What Is Auto Theft Insurance, And How Much Does It Cost?

If your car is stolen or totaled, auto theft insurance can help you replace it. Auto theft insurance is part of comprehensive coverage, which protects you from damage to your car that’s not caused by a collision. It helps pay for replacing or repairing the vehicle in case of theft or damage. 

How much does auto theft insurance cost?

On average, comprehensive insurance costs $860 per year. However, deductibles for comprehensive insurance vary depending on the underwriter, with industry leaders https://www.directasia.com/car-insurance having more affordable rates. If you need a lower deductible for your comprehensive coverage, you should discuss your options with your insurer.

As with any other car insurance, you could get discounts on your auto theft coverage if:

  • You are part of a certain automobile association
  • You have multiple policies with the same insurer (called a multi-policy discount)
  • Your vehicle has anti-theft devices such as an alarm system or GPS tracking device installed

How much auto theft insurance coverage do I need?

Being able to replace your car is crucial if your vehicle is stolen, but you also don’t want to overspend. Since the average car cost is $106,000 and most people have vehicles older than seven years old, it’s safe to say that most people need around $5,500 in coverage. However, if you have a car loan or lease and owe more than this on your vehicle, you’ll want to make sure your auto theft insurance coverage meets these amounts. If you own your vehicle outright with no loan or lease obligation, then the coverage you choose can be based on what would reasonably be needed for replacement.

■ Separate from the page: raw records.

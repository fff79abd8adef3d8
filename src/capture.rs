//! Response capture: run the agent and collect what the pretty-printer prints.

use crate::agent::ResearchAgent;
use crate::console::{CaptureBuffer, Console};
use crate::pprint::{pprint_run_response, PrintOptions};

/// Run `agent` on `topic` and return the console text the run produced.
///
/// The console is redirected into a private buffer only while the run is
/// printed; errors from the agent propagate after the console is restored.
pub async fn capture_run(
    agent: &dyn ResearchAgent,
    topic: &str,
    console: &Console,
    options: &PrintOptions,
) -> anyhow::Result<String> {
    let buffer = CaptureBuffer::new();
    {
        let _redirect = console.redirect(buffer.clone());
        pprint_run_response(agent.run_stream(topic), console, options).await?;
    }
    Ok(buffer.contents())
}
//! HTTP surface: the research page and a small JSON API.

mod research;
pub mod types;
pub mod ui;

use std::sync::Arc;

use axum::{
    routing::{get, post},
    Router,
};
use tower_http::trace::TraceLayer;
use tracing::info;

use crate::agent::Agent;
use crate::config::Config;
use crate::console::Console;
use crate::pipeline::Researcher;
use crate::pprint::PrintOptions;

pub use research::RunError;

/// Shared application state.
pub struct AppState {
    pub default_topic: String,
    pub researcher: Researcher,
}

pub fn routes(state: Arc<AppState>) -> Router {
    Router::new()
        .route("/", get(research::index).post(research::run_form))
        .route("/api/research", post(research::run_json))
        .route("/api/health", get(research::health))
        .layer(TraceLayer::new_for_http())
        .with_state(state)
}

/// Build the agent from `config` and serve until the process is stopped.
pub async fn serve(config: Config) -> anyhow::Result<()> {
    let agent = Agent::from_config(&config)?;
    info!(
        model = %agent.config().model,
        max_iterations = agent.config().max_iterations,
        "Research agent ready"
    );
    let print = PrintOptions {
        markdown: config.markdown,
        show_time: true,
    };
    let state = Arc::new(AppState {
        default_topic: config.default_topic.clone(),
        researcher: Researcher::new(Arc::new(agent), Arc::new(Console::stdout()), print),
    });

    let addr = config.bind_addr();
    let listener = tokio::net::TcpListener::bind(&addr).await?;
    info!("Listening on http://{}", addr);

    axum::serve(listener, routes(state)).await?;
    Ok(())
}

Auto theft insurance vs. comprehensive coverage

Auto theft insurance is a type of coverage that may come standard with your car insurance policy. And you can always add it as an option to your existing auto policy or get a separate auto theft insurance policy. Comprehensive coverage will cover you for more than just auto theft. For example, you might have comprehensive coverage if your car was damaged by fire, flood, storm, or even a falling tree. It can also cover other losses like vandalism, animal damage, and windshield repairs. Comprehensive insurance typically has a deductible to keep your overall costs low. Still, it does not pay out on partial losses, so if your vehicle is recovered after being stolen, but there’s been some damage done, you won’t be covered for the repairs.

Filing an auto theft insurance claim

Being a victim of auto theft is no fun, especially when dealing with the insurance company on a technical level and fighting to get your money. Unfortunately, the odds are stacked against you because auto theft insurance companies have been known to delay compensations for months or even years.

You need to file a claim for the insurance company to pay for damages, lost equity, and loan repayments. It’s important to report it immediately to the police and contact your insurance agent right away. If this information hasn’t reached them yet, they may decide not to cover any expenses related to your car and/or credit card debt incurred due to this accident. Ensure you have all receipts for qualifying for reimbursement.

Use comprehensive insurance to cover the costs of your Stolen vehicle

Your comprehensive coverage will help cover the cost of a stolen vehicle, although it won’t cover the cash value of your car. Instead, your auto insurance company will give you the actual cash value (ACV) of your vehicle at the time of loss. If you’re financing your car or have an auto loan balance higher than the ACV, you can also use gap insurance to provide extra protection and help make up for that price difference.

If your insured vehicle is stolen, file a police report as soon as possible. Once you’ve done that, call your insurer to set up a claim and begin replacing or repairing your damaged or stolen property.

Fortunately, filing claims related to theft generally doesn’t affect your insurance rates since they are not considered at-fault incidents.